Jane looked at the pills in her hand and then back up at the hazel eyes of the doctor before popping the capsules into her mouth and swallowing with some water.
"I'm sorry. My head is about to explode from pain and from all the thoughts kicking in my brain. This wasn't how I expected things to go, in fact this was what I feared. If this is how its going to be now, maybe you shouldn't come back. Maybe its not you that I love, maybe its just my idea of you. I have built you up in my mind for twenty years, but I really don't even know who you are anymore. That doesn't mean I don't want to, but I think we both need more time." Her words started to slur and her eyes began to droop. "This isn't gonna be easy, but I hope...that...we..can.."

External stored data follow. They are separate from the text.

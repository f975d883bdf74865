use axum::http::HeaderMap;
use axum::response::Json;
use serde::Deserialize;
use serde_json::{json, Value};

use crate::auth::{self, Claims};
use crate::database::models::{AuditAction, User};
use crate::database;
use crate::error::ApiError;
use crate::middleware::AuthUser;
use crate::services::AuditService;

#[derive(Debug, Deserialize)]
pub struct LoginRequest {
    pub email: String,
    pub password: String,
}

/// POST /auth/login - authenticate and receive a JWT
pub async fn login(Json(payload): Json<LoginRequest>) -> Result<Json<Value>, ApiError> {
    if payload.email.trim().is_empty() || payload.password.is_empty() {
        return Err(ApiError::bad_request("email and password are required"));
    }

    let pool = database::pool().await?;
    let user = sqlx::query_as::<_, User>(
        "SELECT * FROM users WHERE email = $1 AND deleted_at IS NULL",
    )
    .bind(payload.email.trim())
    .fetch_optional(pool)
    .await?
    // Same message for unknown email and bad password
    .ok_or_else(|| ApiError::unauthorized("Invalid credentials"))?;

    if !auth::verify_password(&payload.password, &user.password_salt, &user.password_digest) {
        return Err(ApiError::unauthorized("Invalid credentials"));
    }

    let claims = Claims::new(user.id, user.email.clone(), user.role.clone());
    let token = auth::generate_jwt(&claims)
        .map_err(|e| ApiError::internal_server_error(e.to_string()))?;

    let auth_user = AuthUser {
        user_id: user.id,
        email: user.email.clone(),
        role: user.role.clone(),
    };
    AuditService::record(&auth_user, AuditAction::Login, "session", None, json!({})).await;

    Ok(Json(json!({
        "success": true,
        "data": {
            "token": token,
            "user": user,
            "expires_in": claims.expires_in_secs(),
        }
    })))
}

/// POST /auth/refresh - re-issue a token from a still-valid one
pub async fn refresh(headers: HeaderMap) -> Result<Json<Value>, ApiError> {
    let auth_str = headers
        .get("authorization")
        .and_then(|h| h.to_str().ok())
        .ok_or_else(|| ApiError::unauthorized("Missing Authorization header"))?;
    let token = auth_str
        .strip_prefix("Bearer ")
        .ok_or_else(|| ApiError::unauthorized("Authorization header must use Bearer token format"))?;

    let claims = auth::validate_jwt(token).map_err(|e| ApiError::unauthorized(e.to_string()))?;

    // Refresh only works for users that still exist
    let pool = database::pool().await?;
    let user = sqlx::query_as::<_, User>(
        "SELECT * FROM users WHERE id = $1 AND deleted_at IS NULL",
    )
    .bind(claims.user_id)
    .fetch_optional(pool)
    .await?
    .ok_or_else(|| ApiError::unauthorized("User no longer exists"))?;

    let fresh = Claims::new(user.id, user.email.clone(), user.role.clone());
    let token = auth::generate_jwt(&fresh)
        .map_err(|e| ApiError::internal_server_error(e.to_string()))?;

    Ok(Json(json!({
        "success": true,
        "data": {
            "token": token,
            "expires_in": fresh.expires_in_secs(),
        }
    })))
}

She was out like a light and Maura let out a deep sob and wrapped her arms around herself for support. She sat crying for several minutes as the woman next to her didn't move a muscle. Eventually, she stood and lowered the bed into a horizontal position and then tucked in the brunette. She wiped her own tears so they wouldn't fall onto the sleeping body. She knew she should leave, but she sat back down next to the bed and held Jane's limp hand in her own.
"Jane, can't you see what you are doing? Can't you see I'm scared to speak, and I hate my voice cause it only makes you angry. It seems like I only talk when you are sleeping. That's when I tell you everything that I'm afraid to say, and imagine that somehow you're going to hear me. I'll be here when you wake up to kiss you good morning. No matter what you say or what I say or how you try to break me, I know that I love you and this isn't going away. This is not just a desperate attempt to relive the past or fulfill some fantasy. I'm in this, though my actions might say otherwise, my heart belongs to you. Please believe that."
She stood and placed a gentle kiss on Jane's cheek before walking over the couch and collapsing on the cushions. Within minutes, she was fast asleep.